The data are to be restated in full, exactly as presented.

[Stored data entries]
*-*-*
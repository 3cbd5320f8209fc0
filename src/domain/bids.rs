// src/domain/bids.rs
use serde::{Deserialize, Serialize};
use std::sync::Arc;
use super::core::{AmountValue, Bidder, Errors};

/// An offer of `value` made by a bidder. Immutable once built.
#[derive(Debug, Clone, PartialEq, Eq, Serialize, Deserialize)]
#[serde(try_from = "UncheckedBid")]
pub struct Bid {
    bidder: Arc<Bidder>,
    value: AmountValue,
}

impl Bid {
    /// Rejects a missing bidder or a negative value, so every constructed
    /// bid compares totally against any other.
    pub fn new(bidder: Option<Arc<Bidder>>, value: AmountValue) -> Result<Self, Errors> {
        let bidder = bidder.ok_or(Errors::MissingBidder)?;
        if value < 0 {
            return Err(Errors::NegativeBidValue(value));
        }
        Ok(Bid { bidder, value })
    }

    pub fn bidder(&self) -> &Arc<Bidder> {
        &self.bidder
    }

    pub fn value(&self) -> AmountValue {
        self.value
    }
}

#[derive(Deserialize)]
struct UncheckedBid {
    bidder: Arc<Bidder>,
    value: AmountValue,
}

impl TryFrom<UncheckedBid> for Bid {
    type Error = Errors;

    fn try_from(raw: UncheckedBid) -> Result<Self, Self::Error> {
        Bid::new(Some(raw.bidder), raw.value)
    }
}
*-*-*
— Answer to the problem —
repository 3cbd5320f8209fc0
filename src/domain/bids.rs
// src/domain/bids.rs
use serde::{Deserialize, Serialize};
use std::sync::Arc;
use super::core::{AmountValue, Bidder, Errors};

/// An offer of `value` made by a bidder. Immutable once built.
#[derive(Debug, Clone, PartialEq, Eq, Serialize, Deserialize)]
#[serde(try_from = "UncheckedBid")]
pub struct Bid {
    bidder: Arc<Bidder>,
    value: AmountValue,
}

impl Bid {
    /// Rejects a missing bidder or a negative value, so every constructed
    /// bid compares totally against any other.
    pub fn new(bidder: Option<Arc<Bidder>>, value: AmountValue) -> Result<Self, Errors> {
        let bidder = bidder.ok_or(Errors::MissingBidder)?;
        if value < 0 {
            return Err(Errors::NegativeBidValue(value));
        }
        Ok(Bid { bidder, value })
    }

    pub fn bidder(&self) -> &Arc<Bidder> {
        &self.bidder
    }

    pub fn value(&self) -> AmountValue {
        self.value
    }
}

#[derive(Deserialize)]
struct UncheckedBid {
    bidder: Arc<Bidder>,
    value: AmountValue,
}

impl TryFrom<UncheckedBid> for Bid {
    type Error = Errors;

    fn try_from(raw: UncheckedBid) -> Result<Self, Self::Error> {
        Bid::new(Some(raw.bidder), raw.value)
    }
}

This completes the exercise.